*** Opening of RECORD EXCERPTS ***
//! Solved camera path output.

use chrono::{DateTime, Utc};
use serde::{Deserialize, Serialize};

use crate::trace::{Axis, TimestampUs};

/// Solver output after processing one trace record.
#[derive(Debug, Clone, Copy, PartialEq, Serialize, Deserialize)]
pub struct SolvedSample {
    #[serde(rename = "t")]
    pub timestamp_us: TimestampUs,

    /// Rounded camera position (pixels).
    pub position: i32,

    /// Rounded target position (pixels).
    pub target: i32,

    /// Rate-limited velocity (degrees per second).
    pub velocity_deg_s: f64,

    /// Whether the camera is actively retargeting.
    pub moving: bool,
}

/// First line of a solved-path file.
#[derive(Debug, Clone, PartialEq, Serialize, Deserialize)]
pub struct SolvedHeader {
    pub schema_version: String,
    pub axis: Axis,
    pub generated_at: DateTime<Utc>,
    pub sample_count: usize,
}

impl SolvedHeader {
    pub fn new(axis: Axis, sample_count: usize) -> Self {
        Self {
            schema_version: crate::trace::TRACE_SCHEMA_VERSION.to_string(),
            axis,
            generated_at: Utc::now(),
            sample_count,
        }
    }
}

/// Render a solved path as JSONL with a `#`-prefixed header line.
pub fn solved_to_jsonl(
    header: &SolvedHeader,
    samples: &[SolvedSample],
) -> Result<String, serde_json::Error> {
    let mut out = format!("# {}\n", serde_json::to_string(header)?);
    for sample in samples {
        out.push_str(&serde_json::to_string(sample)?);
        out.push('\n');
    }
    Ok(out)
}
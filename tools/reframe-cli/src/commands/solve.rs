//! Replay a trace through the path solver.

use std::path::PathBuf;

use reframe_common::clock::FrameTicker;
use reframe_path_solver::replay::{replay, ReplayOptions};
use reframe_path_solver::{KinematicOptions, KinematicPathSolver};
use reframe_trace_model::solved::{solved_to_jsonl, SolvedHeader};
use reframe_trace_model::trace::Axis;

pub struct SolveArgs {
    pub trace: PathBuf,
    pub options: Option<PathBuf>,
    pub output: Option<PathBuf>,
    pub tick_us: u64,
    pub skip_rejected: bool,
    pub min_location: Option<i32>,
    pub max_location: Option<i32>,
    pub pixels_per_degree: Option<f64>,
}

pub fn run(args: SolveArgs) -> anyhow::Result<()> {
    let trace = super::load_trace(&args.trace)?;
    eprintln!(
        "Loaded {} records from {}",
        trace.records.len(),
        args.trace.display()
    );

    let options = match &args.options {
        Some(path) => KinematicOptions::from_json_file(path)
            .map_err(|e| anyhow::anyhow!("Failed to load options: {e}"))?,
        None => KinematicOptions::default(),
    };
    options
        .validate()
        .map_err(|e| anyhow::anyhow!("Invalid solver options: {e}"))?;

    let header = trace.header.as_ref();
    let min_location = args
        .min_location
        .or(header.map(|h| h.min_location))
        .ok_or_else(|| anyhow::anyhow!("Trace has no header; pass --min-location"))?;
    let max_location = args
        .max_location
        .or(header.map(|h| h.max_location))
        .ok_or_else(|| anyhow::anyhow!("Trace has no header; pass --max-location"))?;
    let pixels_per_degree = args
        .pixels_per_degree
        .or(header.map(|h| h.pixels_per_degree))
        .ok_or_else(|| anyhow::anyhow!("Trace has no header; pass --pixels-per-degree"))?;
    let axis = header.map(|h| h.axis).unwrap_or(Axis::Pan);

    tracing::debug!(
        min_location,
        max_location,
        pixels_per_degree,
        tick_us = args.tick_us,
        "building solver"
    );
    let mut solver =
        KinematicPathSolver::new(options, min_location, max_location, pixels_per_degree);
    let replay_options = ReplayOptions {
        ticker: FrameTicker::from_interval_us(args.tick_us),
        skip_rejected: args.skip_rejected,
    };

    let report = replay(&mut solver, &trace.records, &replay_options)
        .map_err(|e| anyhow::anyhow!("Replay failed: {e}"))?;

    let jsonl = solved_to_jsonl(&SolvedHeader::new(axis, report.samples.len()), &report.samples)?;
    match &args.output {
        Some(path) => {
            if let Some(parent) = path.parent().filter(|p| !p.as_os_str().is_empty()) {
                std::fs::create_dir_all(parent)?;
            }
            std::fs::write(path, jsonl)?;
            eprintln!("  Solved path written to: {}", path.display());
        }
        None => print!("{jsonl}"),
    }

    eprintln!(
        "  {} samples ({} ticks inserted)",
        report.samples.len(),
        report.ticks_inserted
    );
    if !report.rejected.is_empty() {
        eprintln!("  {} record(s) rejected:", report.rejected.len());
        for rejected in &report.rejected {
            eprintln!(
                "    - record {} (t={}us): {}",
                rejected.index, rejected.timestamp_us, rejected.error
            );
        }
    }
    if let (Ok(position), Ok(target)) = (solver.get_state(), solver.get_target_position()) {
        eprintln!("  Final position: {position} (target {target})");
    }

    Ok(())
}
*** Close of RECORD EXCERPTS ***
* [TASK INSTRUCTIONS]
Gather all lines from the records above in which "FrameTicker" appears.

* [OUTPUT FOR THIS TASK]
use reframe_common::clock::FrameTicker;
        ticker: FrameTicker::from_interval_us(args.tick_us),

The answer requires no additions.